Work to be completed: After reading the data, copy it out in full and exactly.

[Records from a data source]
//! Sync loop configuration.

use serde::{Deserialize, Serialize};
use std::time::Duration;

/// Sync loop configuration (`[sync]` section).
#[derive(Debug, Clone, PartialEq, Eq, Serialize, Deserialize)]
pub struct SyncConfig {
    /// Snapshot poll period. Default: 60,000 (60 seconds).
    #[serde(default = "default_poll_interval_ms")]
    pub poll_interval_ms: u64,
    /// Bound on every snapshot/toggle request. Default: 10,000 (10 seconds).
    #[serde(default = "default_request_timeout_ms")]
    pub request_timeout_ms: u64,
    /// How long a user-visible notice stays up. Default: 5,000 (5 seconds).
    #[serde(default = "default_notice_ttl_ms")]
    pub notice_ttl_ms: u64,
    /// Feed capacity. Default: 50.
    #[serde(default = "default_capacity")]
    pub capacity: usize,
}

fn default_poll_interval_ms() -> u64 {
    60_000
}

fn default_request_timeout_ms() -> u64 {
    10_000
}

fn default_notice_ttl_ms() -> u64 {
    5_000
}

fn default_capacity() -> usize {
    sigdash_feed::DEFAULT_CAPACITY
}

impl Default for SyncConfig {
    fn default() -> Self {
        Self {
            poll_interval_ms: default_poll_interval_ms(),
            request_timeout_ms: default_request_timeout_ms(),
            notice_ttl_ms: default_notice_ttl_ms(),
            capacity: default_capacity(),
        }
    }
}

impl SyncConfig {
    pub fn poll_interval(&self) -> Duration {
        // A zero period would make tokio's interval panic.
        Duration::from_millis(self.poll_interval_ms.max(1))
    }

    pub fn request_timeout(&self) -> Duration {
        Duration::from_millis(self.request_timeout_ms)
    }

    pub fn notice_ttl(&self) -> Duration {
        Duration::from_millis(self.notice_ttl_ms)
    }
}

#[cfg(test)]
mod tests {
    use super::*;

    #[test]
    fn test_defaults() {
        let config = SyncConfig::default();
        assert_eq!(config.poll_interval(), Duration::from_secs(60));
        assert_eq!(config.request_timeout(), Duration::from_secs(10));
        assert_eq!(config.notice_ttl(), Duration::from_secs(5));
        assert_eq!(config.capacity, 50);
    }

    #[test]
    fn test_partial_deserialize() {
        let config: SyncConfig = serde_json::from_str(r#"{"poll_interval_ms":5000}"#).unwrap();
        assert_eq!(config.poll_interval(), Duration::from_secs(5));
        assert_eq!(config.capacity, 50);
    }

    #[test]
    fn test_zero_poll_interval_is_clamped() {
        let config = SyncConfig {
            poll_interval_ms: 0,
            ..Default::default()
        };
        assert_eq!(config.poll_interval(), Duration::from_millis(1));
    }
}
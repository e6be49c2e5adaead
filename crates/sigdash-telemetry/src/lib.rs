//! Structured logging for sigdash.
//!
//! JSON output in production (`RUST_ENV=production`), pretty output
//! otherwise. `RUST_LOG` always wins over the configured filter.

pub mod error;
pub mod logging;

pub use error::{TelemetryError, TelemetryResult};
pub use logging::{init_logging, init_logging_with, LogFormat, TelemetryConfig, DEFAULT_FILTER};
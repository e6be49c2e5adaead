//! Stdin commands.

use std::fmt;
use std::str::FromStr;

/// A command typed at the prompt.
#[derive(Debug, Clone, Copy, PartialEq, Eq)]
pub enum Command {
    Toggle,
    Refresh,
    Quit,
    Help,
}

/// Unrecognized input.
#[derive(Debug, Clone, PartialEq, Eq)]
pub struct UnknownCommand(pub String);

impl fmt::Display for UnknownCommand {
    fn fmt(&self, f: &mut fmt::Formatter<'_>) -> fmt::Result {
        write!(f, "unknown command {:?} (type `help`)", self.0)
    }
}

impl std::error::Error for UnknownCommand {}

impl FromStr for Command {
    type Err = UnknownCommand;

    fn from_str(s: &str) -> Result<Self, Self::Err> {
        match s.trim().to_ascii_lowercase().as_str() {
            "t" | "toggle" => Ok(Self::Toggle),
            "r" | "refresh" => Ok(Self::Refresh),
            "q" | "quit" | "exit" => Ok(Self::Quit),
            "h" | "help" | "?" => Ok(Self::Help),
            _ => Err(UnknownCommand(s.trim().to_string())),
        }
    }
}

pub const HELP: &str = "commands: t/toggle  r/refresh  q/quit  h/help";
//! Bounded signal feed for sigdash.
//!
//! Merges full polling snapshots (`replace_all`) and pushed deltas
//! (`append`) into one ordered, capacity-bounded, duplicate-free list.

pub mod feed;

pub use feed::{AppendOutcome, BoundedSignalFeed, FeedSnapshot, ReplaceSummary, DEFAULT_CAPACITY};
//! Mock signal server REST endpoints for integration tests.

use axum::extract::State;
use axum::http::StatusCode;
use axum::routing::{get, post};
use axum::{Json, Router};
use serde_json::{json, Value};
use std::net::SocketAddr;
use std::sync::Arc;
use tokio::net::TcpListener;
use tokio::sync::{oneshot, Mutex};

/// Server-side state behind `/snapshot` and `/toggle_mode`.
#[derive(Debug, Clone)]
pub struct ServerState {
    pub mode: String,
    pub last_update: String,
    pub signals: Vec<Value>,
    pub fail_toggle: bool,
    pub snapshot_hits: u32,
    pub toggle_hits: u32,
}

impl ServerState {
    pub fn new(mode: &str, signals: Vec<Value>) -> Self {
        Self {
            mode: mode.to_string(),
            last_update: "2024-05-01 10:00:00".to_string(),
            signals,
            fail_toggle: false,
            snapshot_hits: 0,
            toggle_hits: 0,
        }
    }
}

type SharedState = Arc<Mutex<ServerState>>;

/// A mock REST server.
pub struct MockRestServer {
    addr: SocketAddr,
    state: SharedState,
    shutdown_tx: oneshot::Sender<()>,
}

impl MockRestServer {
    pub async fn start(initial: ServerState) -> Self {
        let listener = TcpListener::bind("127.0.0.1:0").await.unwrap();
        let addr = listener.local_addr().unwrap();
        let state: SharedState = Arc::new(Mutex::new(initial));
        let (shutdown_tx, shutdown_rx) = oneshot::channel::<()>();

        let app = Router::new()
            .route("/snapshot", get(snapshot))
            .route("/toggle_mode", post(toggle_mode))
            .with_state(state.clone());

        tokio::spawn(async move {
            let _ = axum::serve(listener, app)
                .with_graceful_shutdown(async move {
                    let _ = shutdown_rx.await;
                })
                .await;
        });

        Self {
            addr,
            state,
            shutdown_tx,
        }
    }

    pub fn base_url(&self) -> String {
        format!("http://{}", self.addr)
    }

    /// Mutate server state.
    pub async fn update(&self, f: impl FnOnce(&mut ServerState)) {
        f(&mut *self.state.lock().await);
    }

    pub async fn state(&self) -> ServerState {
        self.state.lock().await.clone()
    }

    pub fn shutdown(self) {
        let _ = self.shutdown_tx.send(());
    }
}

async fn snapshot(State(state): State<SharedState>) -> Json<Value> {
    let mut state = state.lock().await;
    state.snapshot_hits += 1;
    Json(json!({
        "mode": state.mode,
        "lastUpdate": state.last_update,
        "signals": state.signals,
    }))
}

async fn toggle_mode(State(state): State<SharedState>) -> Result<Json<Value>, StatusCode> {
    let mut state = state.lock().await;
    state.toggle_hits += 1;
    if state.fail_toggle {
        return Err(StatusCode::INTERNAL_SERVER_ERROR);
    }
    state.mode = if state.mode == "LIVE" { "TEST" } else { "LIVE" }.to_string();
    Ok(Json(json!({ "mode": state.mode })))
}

Response area:
//! Sync loop configuration.

use serde::{Deserialize, Serialize};
use std::time::Duration;

/// Sync loop configuration (`[sync]` section).
#[derive(Debug, Clone, PartialEq, Eq, Serialize, Deserialize)]
pub struct SyncConfig {
    /// Snapshot poll period. Default: 60,000 (60 seconds).
    #[serde(default = "default_poll_interval_ms")]
    pub poll_interval_ms: u64,
    /// Bound on every snapshot/toggle request. Default: 10,000 (10 seconds).
    #[serde(default = "default_request_timeout_ms")]
    pub request_timeout_ms: u64,
    /// How long a user-visible notice stays up. Default: 5,000 (5 seconds).
    #[serde(default = "default_notice_ttl_ms")]
    pub notice_ttl_ms: u64,
    /// Feed capacity. Default: 50.
    #[serde(default = "default_capacity")]
    pub capacity: usize,
}

fn default_poll_interval_ms() -> u64 {
    60_000
}

fn default_request_timeout_ms() -> u64 {
    10_000
}

fn default_notice_ttl_ms() -> u64 {
    5_000
}

fn default_capacity() -> usize {
    sigdash_feed::DEFAULT_CAPACITY
}

impl Default for SyncConfig {
    fn default() -> Self {
        Self {
            poll_interval_ms: default_poll_interval_ms(),
            request_timeout_ms: default_request_timeout_ms(),
            notice_ttl_ms: default_notice_ttl_ms(),
            capacity: default_capacity(),
        }
    }
}

impl SyncConfig {
    pub fn poll_interval(&self) -> Duration {
        // A zero period would make tokio's interval panic.
        Duration::from_millis(self.poll_interval_ms.max(1))
    }

    pub fn request_timeout(&self) -> Duration {
        Duration::from_millis(self.request_timeout_ms)
    }

    pub fn notice_ttl(&self) -> Duration {
        Duration::from_millis(self.notice_ttl_ms)
    }
}

#[cfg(test)]
mod tests {
    use super::*;

    #[test]
    fn test_defaults() {
        let config = SyncConfig::default();
        assert_eq!(config.poll_interval(), Duration::from_secs(60));
        assert_eq!(config.request_timeout(), Duration::from_secs(10));
        assert_eq!(config.notice_ttl(), Duration::from_secs(5));
        assert_eq!(config.capacity, 50);
    }

    #[test]
    fn test_partial_deserialize() {
        let config: SyncConfig = serde_json::from_str(r#"{"poll_interval_ms":5000}"#).unwrap();
        assert_eq!(config.poll_interval(), Duration::from_secs(5));
        assert_eq!(config.capacity, 50);
    }

    #[test]
    fn test_zero_poll_interval_is_clamped() {
        let config = SyncConfig {
            poll_interval_ms: 0,
            ..Default::default()
        };
        assert_eq!(config.poll_interval(), Duration::from_millis(1));
    }
}
repository e6be49c2e5adaead
filename crates/sigdash-telemetry/src/lib.rs
//! Structured logging for sigdash.
//!
//! JSON output in production (`RUST_ENV=production`), pretty output
//! otherwise. `RUST_LOG` always wins over the configured filter.

pub mod error;
pub mod logging;

pub use error::{TelemetryError, TelemetryResult};
pub use logging::{init_logging, init_logging_with, LogFormat, TelemetryConfig, DEFAULT_FILTER};
repository e6be49c2e5adaead
//! Stdin commands.

use std::fmt;
use std::str::FromStr;

/// A command typed at the prompt.
#[derive(Debug, Clone, Copy, PartialEq, Eq)]
pub enum Command {
    Toggle,
    Refresh,
    Quit,
    Help,
}

/// Unrecognized input.
#[derive(Debug, Clone, PartialEq, Eq)]
pub struct UnknownCommand(pub String);

impl fmt::Display for UnknownCommand {
    fn fmt(&self, f: &mut fmt::Formatter<'_>) -> fmt::Result {
        write!(f, "unknown command {:?} (type `help`)", self.0)
    }
}

impl std::error::Error for UnknownCommand {}

impl FromStr for Command {
    type Err = UnknownCommand;

    fn from_str(s: &str) -> Result<Self, Self::Err> {
        match s.trim().to_ascii_lowercase().as_str() {
            "t" | "toggle" => Ok(Self::Toggle),
            "r" | "refresh" => Ok(Self::Refresh),
            "q" | "quit" | "exit" => Ok(Self::Quit),
            "h" | "help" | "?" => Ok(Self::Help),
            _ => Err(UnknownCommand(s.trim().to_string())),
        }
    }
}

pub const HELP: &str = "commands: t/toggle  r/refresh  q/quit  h/help";
//! Bounded signal feed for sigdash.
//!
//! Merges full polling snapshots (`replace_all`) and pushed deltas
//! (`append`) into one ordered, capacity-bounded, duplicate-free list.

pub mod feed;

pub use feed::{AppendOutcome, BoundedSignalFeed, FeedSnapshot, ReplaceSummary, DEFAULT_CAPACITY};
//! Mock signal server REST endpoints for integration tests.

use axum::extract::State;
use axum::http::StatusCode;
use axum::routing::{get, post};
use axum::{Json, Router};
use serde_json::{json, Value};
use std::net::SocketAddr;
use std::sync::Arc;
use tokio::net::TcpListener;
use tokio::sync::{oneshot, Mutex};

/// Server-side state behind `/snapshot` and `/toggle_mode`.
#[derive(Debug, Clone)]
pub struct ServerState {
    pub mode: String,
    pub last_update: String,
    pub signals: Vec<Value>,
    pub fail_toggle: bool,
    pub snapshot_hits: u32,
    pub toggle_hits: u32,
}

impl ServerState {
    pub fn new(mode: &str, signals: Vec<Value>) -> Self {
        Self {
            mode: mode.to_string(),
            last_update: "2024-05-01 10:00:00".to_string(),
            signals,
            fail_toggle: false,
            snapshot_hits: 0,
            toggle_hits: 0,
        }
    }
}

type SharedState = Arc<Mutex<ServerState>>;

/// A mock REST server.
pub struct MockRestServer {
    addr: SocketAddr,
    state: SharedState,
    shutdown_tx: oneshot::Sender<()>,
}

impl MockRestServer {
    pub async fn start(initial: ServerState) -> Self {
        let listener = TcpListener::bind("127.0.0.1:0").await.unwrap();
        let addr = listener.local_addr().unwrap();
        let state: SharedState = Arc::new(Mutex::new(initial));
        let (shutdown_tx, shutdown_rx) = oneshot::channel::<()>();

        let app = Router::new()
            .route("/snapshot", get(snapshot))
            .route("/toggle_mode", post(toggle_mode))
            .with_state(state.clone());

        tokio::spawn(async move {
            let _ = axum::serve(listener, app)
                .with_graceful_shutdown(async move {
                    let _ = shutdown_rx.await;
                })
                .await;
        });

        Self {
            addr,
            state,
            shutdown_tx,
        }
    }

    pub fn base_url(&self) -> String {
        format!("http://{}", self.addr)
    }

    /// Mutate server state.
    pub async fn update(&self, f: impl FnOnce(&mut ServerState)) {
        f(&mut *self.state.lock().await);
    }

    pub async fn state(&self) -> ServerState {
        self.state.lock().await.clone()
    }

    pub fn shutdown(self) {
        let _ = self.shutdown_tx.send(());
    }
}

async fn snapshot(State(state): State<SharedState>) -> Json<Value> {
    let mut state = state.lock().await;
    state.snapshot_hits += 1;
    Json(json!({
        "mode": state.mode,
        "lastUpdate": state.last_update,
        "signals": state.signals,
    }))
}

async fn toggle_mode(State(state): State<SharedState>) -> Result<Json<Value>, StatusCode> {
    let mut state = state.lock().await;
    state.toggle_hits += 1;
    if state.fail_toggle {
        return Err(StatusCode::INTERNAL_SERVER_ERROR);
    }
    state.mode = if state.mode == "LIVE" { "TEST" } else { "LIVE" }.to_string();
    Ok(Json(json!({ "mode": state.mode })))
}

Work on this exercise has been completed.